A Liga Operária repudia veementemente a ação da Polícia Militar do Rio de Janeiro, na porta da Refinaria Duque de Caxias – REDUC que, de forma arbitrária, agrediu e conduziu algemados dois petroleiros: o Secretário Geral do SINDIPETRO-Caxias, Marcello Bernardo e o membro da CIPA, Fernando Ramos, na manhã desse dia 15 de dezembro.
O Movimento Grevista, atende as definições dos petroleiros e ao chamado da Federação Nacional dos Petroleiros – FNP, que convocou a categoria, representada pelos sindicatos filiados, para a deflagração de Greve Nacional Unificada por tempo indeterminado a partir do dia 15 de dezembro. Decisão essa tomada após a enrolação da direção da Petrobrás, referendada pelos trabalhadores em duas assembleias gerais nos dias 03 e 11 de dezembro.
Mais uma vez, a direção burocrática da Petrobrás, ao invés de atender as reivindicações dos petroleiros, manda a polícia militar genocida do RJ agredir e prender os manifestantes.
Os petroleiros realizavam um protesto dentro das normas legais, quando foram agredidos pela covarde ação da Polícia Militar em frente ao Portão 5 da REDUC.
Os dois manifestantes: o “Secretário Geral do Sindicato, Marcello Bernardo, e o membro titular da CIPA, Fernando Ramos”, foram agredidos, tiveram as suas roupas rasgadas e ainda foram algemados. Essa tem sido a resposta do velho Estado brasileiro contra os justos e legítimos protestos e lutas populares por todo o país, na cidade e no campo.

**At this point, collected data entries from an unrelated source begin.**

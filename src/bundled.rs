//! Map sources shipped with the game, each tagged with the symbol revision it was drawn against.

use {
	crate::{
		compile::{compile, emit, CompileError, EmitError},
		document::MapDocument,
		symbols::{Revision, SymbolTable},
	},
	const_format::concatcp,
	std::path::Path,
};

#[derive(Clone, Copy, Debug)]
pub struct BundledMap {
	pub name: &'static str,
	pub fileName: &'static str,
	pub revision: Revision,
	pub source: &'static str,
}

impl BundledMap {
	pub fn compile(&self) -> Result<MapDocument, CompileError> {
		compile(self.source, &SymbolTable::builtin(self.revision))
	}

	pub fn emitInto(&self, dataDir: &Path) -> Result<MapDocument, EmitError> {
		emit(&dataDir.join(self.fileName), self.source, &SymbolTable::builtin(self.revision))
	}
}

pub fn find(name: &str) -> Option<&'static BundledMap> {
	BUNDLED.iter().find(|map| map.name == name)
}

macro_rules! bundled {
	($($name: ident: $revision: ident => $source: expr),* $(,)?) => {
		pub const BUNDLED: &[BundledMap] = &[$(
			BundledMap {
				name: stringify!($name),
				fileName: concatcp!(stringify!($name), ".json"),
				revision: Revision::$revision,
				source: $source,
			},
		)*];
	};
}

// `map` still draws doors with the `+` placeholder.
bundled! {
	map: TilesOnly => r"
            # # # #
           # . . . #
          # . . . . #
   # # # # . . . . . # # # #
  # . . . + . . . . + . . . #
 # . . . . # . . . # . . . . #
# . . @ . . # # # # . . . . . #
 # . . . . # . . . # . . . . #
  # . . . # . . . . # . . . #
   # + # # . . . . . # # + #
  # . . . + . . . . # . . . #
 # . . . . # . . . # . . . . #
# . . . . . # # # # . . . . . #
 # . . . . # . . . # . . . . #
  # . . . + . . . . + . . . #
   # # # # . . . . . # # # #
          # . . . . #
           # . . . #
            # # # #
",
	map_bat: DoorRotation => r"
            # # # #
           # . . . #
          # . . . . #
   # # # # . . B . . # # # #
  # . . . \ . . . . / . . . #
 # . . . . # . . . # . B . . #
# . . @ . . # # # # . . . . . #
 # . . . . # . . . # . . B . #
  # . . . # . . . . # . . . #
   # - # # . . b . . # # - #
  # . . . \ . . . . # . . . #
 # . . . . # . . . # . . B . #
# . . b . . # # # # . b . . . #
 # . . . . # . . . # . . B . #
  # . . . / . b . . \ . . . #
   # # # # . . . . . # # # #
          # . . b . #
           # . . . #
            # # # #
",
	map_slime: DoorRotation => r"
       # # # # # # # # # # # # #
      # . . . . . . . . . . . . #
     # . . . . . s . . . . . . . #
    # . . . s . . . . . . s . . . #
   # . . . . . . . . s . . . . . . #
  # . . @ . . . s . . . . . s . . . #
   # . . . . . . . . s . . . . . . #
    # . . . s . . . . . . s . . . #
     # . . . . . s . . . . . . . #
      # . . . . . . . . . . . . #
       # # # # # # # # # # # # #
",
	map_skeleton: DoorRotation => r"
       # # # # # # # # # # # # #
      # . . . . . . . . . . . . #
     # . @ . . . . . . k . . . #
      # . . . # . . . . . # . . #
       # . . # # . k . . # # . . #
      # . . . . . . . . . . . . #
     # . . . . . . # # . . k . #
      # . k . . . # # . . . . . #
       # . . # . . . . . # # . . #
      # . . # # . k . . . # . . #
     # . k . . . . . . k . . . #
      # . . . . . . . . . . . . #
       # # # # # # # # # # # # #
",
	map_skeleton_line: DoorRotation => r"
        # # # # # # # # # # # #
       # . . . . . . . . . . . #
      # . . . k . . . . k . . . #
     # . . . . k . . . k . . . . #
      # . . . . k . . k . . . . #
     # . . . . . . . . . . . . . #
      # . . . . . . . . . . . . #
     # . k k k . . @ . . k k k . #
      # . . . . . . . . . . . . #
     # . . . . . . . . . . . . . #
      # . . . . k . . k . . . . #
     # . . . . k . . . k . . . . #
      # . . . k . . . . k . . . #
       # . . . . . . . . . . . #
        # # # # # # # # # # # #
",
	map_proto1: DoorRotation => r"
                # # # # #
               # . . . . #
              # . . k . . #
             # . . . . . . #
    # # # # # . . . . b . . # # # # #
   # . . . . # . . s . . . # . . . . #
  # . . . . . \ . . . . . / . . . . . #
 # . @ . . . . # . . . . # . . . . . . #
# . . . . . . . # # - # # . . . s . k . #
 # . . . . . . # . . . . # . . b . . . #
  # . . . . . # . . . . . # . . . . . #
   # . . . . # . . b . . . # . . . . #
    # # - # # . . . s . . . # # - # #
   # . . . . # . . . k . . # . . . . #
  # . . . . . # . . . . . / . . . . . #
 # . . s . . . # . . . . # . . . b . . #
# . . . . b . . # # - # # . . s . . . . #
 # . k . . . . # . . . . # . . . . . . #
  # . . . . . / . . . . . # . . . k . #
   # . . . . # . . . . . . # . . . . #
    # # # # # . . . . . k . # # # # #
             # . . b . . . #
              # . . . . . #
               # . . . . #
                # # # # #
",
	map_proto2: DoorRotation => r"
          # # # # # #
         # . . . . . #
  # # # # . . . s . . # # # # # # #
 # . . . \ . b . . k . # . . . . k #
# . @ . . # . . . . . / . . . . . . #
 # . . . . # # - # # # . b . s . . . #
  # . . . # . . . . . # . . . . . k #
   # # - # # . b . . . # . . . . . #
  # . . . . # . . s . . # # # - # # #
 # . . . . . # . . . . k # . . . . . #
# . . s . . . # . . k . . \ . b . . . #
 # . . . b . . # . . . . . # . . s . . #
  # . k . . . # # # - # # # # . . . . . #
   # . . . . / . . . . . . . # . . . k #
    # # # # # . b . s . . k . # . k . #
             # . . . . . . . # # # # #
              # . . . . k . #
               # # # # # # #
",
	map_mix: DoorRotation => r"
       # # # # # # # # # # # # # #
      # . # . . . . . # . . . . . #
     # . . # . g . . . # . . b . . #
    # . . . \ . . . . . # . . . . . #
   # . . . . # . . s . . \ . k . k . #
  # . @ . . . # . . . . . # . . . . . #
   # . . . . # # # # - # # # # - # # #
    # . . . / . . . . . . . . . . . #
     # . . # . . s . . . s . . . . #
      # . # b . . . b . . . k . . #
       # # . . s . . . s . . g . #
        # . . . . . . . . . . . #
       # # # - # # # # # - # # #
      # . . . . . . . . . . . #
     # . b . . . . . . . k . #
    # . . s . . s . . s . . #
   # . k . . . . . . . b . #
  # . . . . . . . . g . . #
   # # # # # # # # # # # #
",
}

Nas zonas ruraials, por todo o país, grupos para-militares, que contam com a participação de policiaias e a impunidade da falsa “justiça” burguesa, perseguem e assassinam ativistas e dirigentes dos movimentos camponeses, quilombolas e indígenas em luta pela terra. Como está ocorrendo em Rondônia, na área Tiago Campin dos Santos em que a força repressiva do velho Estado, chefiada pelo comandante da Polícia Militar de Rondônia, encabeçada pelo seu Comandante Geral Coronel Régis Braguin, promove uma verdadeira “caça às bruxas”, principalmente contra Liga dos Camponeses Pobres – LCP.
A Liga Operária defende a necessidade do movimento sindical se unificar em torno da construção de uma Greve Geral de Resistência Nacional para resistir contra a fascistização do velho Estado burocrático brasileiro.
Os lutadores do povo, precisam, cada vez mais, atuar de forma organizada e decidida para derrubar essa política econômica, baseada em um capitalismo burocrático, que serve só para sangrar cada vez mais as nossas riquezas em benefício da grande burguesia, do latifúndio e do imperialismo, principalmente ianque (Estados Unidos).
Repudiamos a covarde ação da PM/RJ contra os petroleiros de Duque de Caxias e saudamos essa justa luta!
Preparar a Greve Geral de Resistência Nacional!
Pela liberdade de organização e manifestação!
Liga Operária, São Paulo, 15 de dezembro de 2025.